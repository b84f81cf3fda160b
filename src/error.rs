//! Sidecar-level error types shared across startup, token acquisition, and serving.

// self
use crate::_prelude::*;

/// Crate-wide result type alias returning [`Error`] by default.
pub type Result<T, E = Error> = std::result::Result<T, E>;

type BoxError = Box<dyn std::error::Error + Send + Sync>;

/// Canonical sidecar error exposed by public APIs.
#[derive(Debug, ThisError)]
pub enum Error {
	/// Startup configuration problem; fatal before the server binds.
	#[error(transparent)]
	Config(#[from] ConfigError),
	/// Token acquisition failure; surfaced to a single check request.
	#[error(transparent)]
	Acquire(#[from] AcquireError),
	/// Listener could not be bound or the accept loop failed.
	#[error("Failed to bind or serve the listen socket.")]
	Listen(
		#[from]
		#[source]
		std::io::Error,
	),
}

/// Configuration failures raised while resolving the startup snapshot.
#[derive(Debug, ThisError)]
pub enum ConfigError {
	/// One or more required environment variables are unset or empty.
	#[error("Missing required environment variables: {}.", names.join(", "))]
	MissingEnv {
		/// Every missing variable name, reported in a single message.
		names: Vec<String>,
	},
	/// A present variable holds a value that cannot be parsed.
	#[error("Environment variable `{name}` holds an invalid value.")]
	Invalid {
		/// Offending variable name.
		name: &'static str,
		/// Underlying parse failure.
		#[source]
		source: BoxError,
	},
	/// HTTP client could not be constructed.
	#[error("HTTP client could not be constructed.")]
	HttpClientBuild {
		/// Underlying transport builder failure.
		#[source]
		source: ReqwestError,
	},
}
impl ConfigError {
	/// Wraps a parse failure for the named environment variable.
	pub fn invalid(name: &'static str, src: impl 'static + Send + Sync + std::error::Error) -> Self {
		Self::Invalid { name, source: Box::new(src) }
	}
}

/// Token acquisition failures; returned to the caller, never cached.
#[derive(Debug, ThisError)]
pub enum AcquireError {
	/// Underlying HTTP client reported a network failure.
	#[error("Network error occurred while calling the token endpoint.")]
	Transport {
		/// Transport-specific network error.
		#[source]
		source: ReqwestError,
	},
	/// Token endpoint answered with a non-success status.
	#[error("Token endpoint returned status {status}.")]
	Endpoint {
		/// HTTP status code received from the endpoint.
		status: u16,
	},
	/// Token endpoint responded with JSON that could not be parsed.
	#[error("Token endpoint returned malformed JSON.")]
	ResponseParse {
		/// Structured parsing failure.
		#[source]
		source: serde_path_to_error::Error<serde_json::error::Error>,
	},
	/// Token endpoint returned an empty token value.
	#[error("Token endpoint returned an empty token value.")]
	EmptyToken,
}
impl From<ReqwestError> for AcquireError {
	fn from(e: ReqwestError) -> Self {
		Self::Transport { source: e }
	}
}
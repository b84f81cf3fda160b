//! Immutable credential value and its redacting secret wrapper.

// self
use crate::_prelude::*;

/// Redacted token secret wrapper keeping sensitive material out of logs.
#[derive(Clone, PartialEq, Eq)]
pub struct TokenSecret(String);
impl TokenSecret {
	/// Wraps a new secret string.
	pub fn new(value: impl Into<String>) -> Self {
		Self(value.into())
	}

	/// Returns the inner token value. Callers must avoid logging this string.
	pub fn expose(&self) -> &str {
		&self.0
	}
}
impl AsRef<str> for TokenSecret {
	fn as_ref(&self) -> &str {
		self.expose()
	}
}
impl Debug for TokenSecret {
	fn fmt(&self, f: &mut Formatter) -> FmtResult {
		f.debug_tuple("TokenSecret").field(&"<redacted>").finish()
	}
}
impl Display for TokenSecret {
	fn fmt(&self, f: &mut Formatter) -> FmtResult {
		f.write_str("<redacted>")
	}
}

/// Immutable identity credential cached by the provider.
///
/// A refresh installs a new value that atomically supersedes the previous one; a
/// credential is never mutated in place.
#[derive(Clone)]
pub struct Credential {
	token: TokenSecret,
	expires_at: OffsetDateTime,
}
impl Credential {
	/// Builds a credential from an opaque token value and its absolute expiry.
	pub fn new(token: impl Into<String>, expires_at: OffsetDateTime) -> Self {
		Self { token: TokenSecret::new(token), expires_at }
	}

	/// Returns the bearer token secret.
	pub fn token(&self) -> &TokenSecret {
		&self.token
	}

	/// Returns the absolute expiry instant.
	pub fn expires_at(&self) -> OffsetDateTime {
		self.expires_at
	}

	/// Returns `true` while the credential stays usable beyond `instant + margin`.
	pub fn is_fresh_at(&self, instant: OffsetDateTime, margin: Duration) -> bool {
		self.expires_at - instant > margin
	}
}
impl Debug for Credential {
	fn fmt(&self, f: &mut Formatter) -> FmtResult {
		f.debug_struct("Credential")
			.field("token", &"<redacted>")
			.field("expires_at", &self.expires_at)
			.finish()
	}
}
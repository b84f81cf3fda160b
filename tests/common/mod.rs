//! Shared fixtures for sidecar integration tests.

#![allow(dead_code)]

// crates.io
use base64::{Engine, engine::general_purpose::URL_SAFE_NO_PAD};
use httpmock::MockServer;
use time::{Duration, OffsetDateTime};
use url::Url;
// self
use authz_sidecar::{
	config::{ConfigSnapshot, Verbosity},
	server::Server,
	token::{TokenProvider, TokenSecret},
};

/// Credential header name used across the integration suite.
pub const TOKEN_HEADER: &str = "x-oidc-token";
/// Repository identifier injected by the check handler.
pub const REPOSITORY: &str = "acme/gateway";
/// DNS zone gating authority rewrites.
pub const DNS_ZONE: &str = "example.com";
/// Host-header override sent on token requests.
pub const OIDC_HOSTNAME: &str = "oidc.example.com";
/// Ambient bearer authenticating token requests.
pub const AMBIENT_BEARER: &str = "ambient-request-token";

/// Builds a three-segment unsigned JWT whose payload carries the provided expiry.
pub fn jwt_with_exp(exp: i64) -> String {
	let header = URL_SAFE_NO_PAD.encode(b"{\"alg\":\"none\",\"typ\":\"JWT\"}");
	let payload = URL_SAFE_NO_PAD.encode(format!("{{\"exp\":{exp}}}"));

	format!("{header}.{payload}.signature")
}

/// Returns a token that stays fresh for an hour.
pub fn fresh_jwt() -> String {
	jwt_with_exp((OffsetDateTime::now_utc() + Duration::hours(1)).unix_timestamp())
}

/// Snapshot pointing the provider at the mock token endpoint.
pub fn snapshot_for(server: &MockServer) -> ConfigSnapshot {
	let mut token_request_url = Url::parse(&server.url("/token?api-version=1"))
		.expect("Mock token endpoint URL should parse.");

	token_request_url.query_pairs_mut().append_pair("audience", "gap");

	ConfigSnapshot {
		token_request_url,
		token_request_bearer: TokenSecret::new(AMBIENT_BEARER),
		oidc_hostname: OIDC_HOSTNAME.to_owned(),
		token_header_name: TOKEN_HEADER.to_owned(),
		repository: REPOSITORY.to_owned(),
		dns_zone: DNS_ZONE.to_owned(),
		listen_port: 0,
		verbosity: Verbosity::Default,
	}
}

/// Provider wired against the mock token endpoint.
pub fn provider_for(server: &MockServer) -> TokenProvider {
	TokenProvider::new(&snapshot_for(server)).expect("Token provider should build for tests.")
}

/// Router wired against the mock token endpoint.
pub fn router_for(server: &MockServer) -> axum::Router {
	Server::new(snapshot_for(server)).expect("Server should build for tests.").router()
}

# [HOW TO COMPLETE THIS TASK]
Return all data verbatim.

# [TASK SOLUTION]
repository b84f81cf3fda160b
filename src/error.rs
//! Sidecar-level error types shared across startup, token acquisition, and serving.

// self
use crate::_prelude::*;

/// Crate-wide result type alias returning [`Error`] by default.
pub type Result<T, E = Error> = std::result::Result<T, E>;

type BoxError = Box<dyn std::error::Error + Send + Sync>;

/// Canonical sidecar error exposed by public APIs.
#[derive(Debug, ThisError)]
pub enum Error {
	/// Startup configuration problem; fatal before the server binds.
	#[error(transparent)]
	Config(#[from] ConfigError),
	/// Token acquisition failure; surfaced to a single check request.
	#[error(transparent)]
	Acquire(#[from] AcquireError),
	/// Listener could not be bound or the accept loop failed.
	#[error("Failed to bind or serve the listen socket.")]
	Listen(
		#[from]
		#[source]
		std::io::Error,
	),
}

/// Configuration failures raised while resolving the startup snapshot.
#[derive(Debug, ThisError)]
pub enum ConfigError {
	/// One or more required environment variables are unset or empty.
	#[error("Missing required environment variables: {}.", names.join(", "))]
	MissingEnv {
		/// Every missing variable name, reported in a single message.
		names: Vec<String>,
	},
	/// A present variable holds a value that cannot be parsed.
	#[error("Environment variable `{name}` holds an invalid value.")]
	Invalid {
		/// Offending variable name.
		name: &'static str,
		/// Underlying parse failure.
		#[source]
		source: BoxError,
	},
	/// HTTP client could not be constructed.
	#[error("HTTP client could not be constructed.")]
	HttpClientBuild {
		/// Underlying transport builder failure.
		#[source]
		source: ReqwestError,
	},
}
impl ConfigError {
	/// Wraps a parse failure for the named environment variable.
	pub fn invalid(name: &'static str, src: impl 'static + Send + Sync + std::error::Error) -> Self {
		Self::Invalid { name, source: Box::new(src) }
	}
}

/// Token acquisition failures; returned to the caller, never cached.
#[derive(Debug, ThisError)]
pub enum AcquireError {
	/// Underlying HTTP client reported a network failure.
	#[error("Network error occurred while calling the token endpoint.")]
	Transport {
		/// Transport-specific network error.
		#[source]
		source: ReqwestError,
	},
	/// Token endpoint answered with a non-success status.
	#[error("Token endpoint returned status {status}.")]
	Endpoint {
		/// HTTP status code received from the endpoint.
		status: u16,
	},
	/// Token endpoint responded with JSON that could not be parsed.
	#[error("Token endpoint returned malformed JSON.")]
	ResponseParse {
		/// Structured parsing failure.
		#[source]
		source: serde_path_to_error::Error<serde_json::error::Error>,
	},
	/// Token endpoint returned an empty token value.
	#[error("Token endpoint returned an empty token value.")]
	EmptyToken,
}
impl From<ReqwestError> for AcquireError {
	fn from(e: ReqwestError) -> Self {
		Self::Transport { source: e }
	}
}
repository b84f81cf3fda160b
//! Immutable credential value and its redacting secret wrapper.

// self
use crate::_prelude::*;

/// Redacted token secret wrapper keeping sensitive material out of logs.
#[derive(Clone, PartialEq, Eq)]
pub struct TokenSecret(String);
impl TokenSecret {
	/// Wraps a new secret string.
	pub fn new(value: impl Into<String>) -> Self {
		Self(value.into())
	}

	/// Returns the inner token value. Callers must avoid logging this string.
	pub fn expose(&self) -> &str {
		&self.0
	}
}
impl AsRef<str> for TokenSecret {
	fn as_ref(&self) -> &str {
		self.expose()
	}
}
impl Debug for TokenSecret {
	fn fmt(&self, f: &mut Formatter) -> FmtResult {
		f.debug_tuple("TokenSecret").field(&"<redacted>").finish()
	}
}
impl Display for TokenSecret {
	fn fmt(&self, f: &mut Formatter) -> FmtResult {
		f.write_str("<redacted>")
	}
}

/// Immutable identity credential cached by the provider.
///
/// A refresh installs a new value that atomically supersedes the previous one; a
/// credential is never mutated in place.
#[derive(Clone)]
pub struct Credential {
	token: TokenSecret,
	expires_at: OffsetDateTime,
}
impl Credential {
	/// Builds a credential from an opaque token value and its absolute expiry.
	pub fn new(token: impl Into<String>, expires_at: OffsetDateTime) -> Self {
		Self { token: TokenSecret::new(token), expires_at }
	}

	/// Returns the bearer token secret.
	pub fn token(&self) -> &TokenSecret {
		&self.token
	}

	/// Returns the absolute expiry instant.
	pub fn expires_at(&self) -> OffsetDateTime {
		self.expires_at
	}

	/// Returns `true` while the credential stays usable beyond `instant + margin`.
	pub fn is_fresh_at(&self, instant: OffsetDateTime, margin: Duration) -> bool {
		self.expires_at - instant > margin
	}
}
impl Debug for Credential {
	fn fmt(&self, f: &mut Formatter) -> FmtResult {
		f.debug_struct("Credential")
			.field("token", &"<redacted>")
			.field("expires_at", &self.expires_at)
			.finish()
	}
}
repository b84f81cf3fda160b
filename tests/common/mod.rs
//! Shared fixtures for sidecar integration tests.

#![allow(dead_code)]

// crates.io
use base64::{Engine, engine::general_purpose::URL_SAFE_NO_PAD};
use httpmock::MockServer;
use time::{Duration, OffsetDateTime};
use url::Url;
// self
use authz_sidecar::{
	config::{ConfigSnapshot, Verbosity},
	server::Server,
	token::{TokenProvider, TokenSecret},
};

/// Credential header name used across the integration suite.
pub const TOKEN_HEADER: &str = "x-oidc-token";
/// Repository identifier injected by the check handler.
pub const REPOSITORY: &str = "acme/gateway";
/// DNS zone gating authority rewrites.
pub const DNS_ZONE: &str = "example.com";
/// Host-header override sent on token requests.
pub const OIDC_HOSTNAME: &str = "oidc.example.com";
/// Ambient bearer authenticating token requests.
pub const AMBIENT_BEARER: &str = "ambient-request-token";

/// Builds a three-segment unsigned JWT whose payload carries the provided expiry.
pub fn jwt_with_exp(exp: i64) -> String {
	let header = URL_SAFE_NO_PAD.encode(b"{\"alg\":\"none\",\"typ\":\"JWT\"}");
	let payload = URL_SAFE_NO_PAD.encode(format!("{{\"exp\":{exp}}}"));

	format!("{header}.{payload}.signature")
}

/// Returns a token that stays fresh for an hour.
pub fn fresh_jwt() -> String {
	jwt_with_exp((OffsetDateTime::now_utc() + Duration::hours(1)).unix_timestamp())
}

/// Snapshot pointing the provider at the mock token endpoint.
pub fn snapshot_for(server: &MockServer) -> ConfigSnapshot {
	let mut token_request_url = Url::parse(&server.url("/token?api-version=1"))
		.expect("Mock token endpoint URL should parse.");

	token_request_url.query_pairs_mut().append_pair("audience", "gap");

	ConfigSnapshot {
		token_request_url,
		token_request_bearer: TokenSecret::new(AMBIENT_BEARER),
		oidc_hostname: OIDC_HOSTNAME.to_owned(),
		token_header_name: TOKEN_HEADER.to_owned(),
		repository: REPOSITORY.to_owned(),
		dns_zone: DNS_ZONE.to_owned(),
		listen_port: 0,
		verbosity: Verbosity::Default,
	}
}

/// Provider wired against the mock token endpoint.
pub fn provider_for(server: &MockServer) -> TokenProvider {
	TokenProvider::new(&snapshot_for(server)).expect("Token provider should build for tests.")
}

/// Router wired against the mock token endpoint.
pub fn router_for(server: &MockServer) -> axum::Router {
	Server::new(snapshot_for(server)).expect("Server should build for tests.").router()
}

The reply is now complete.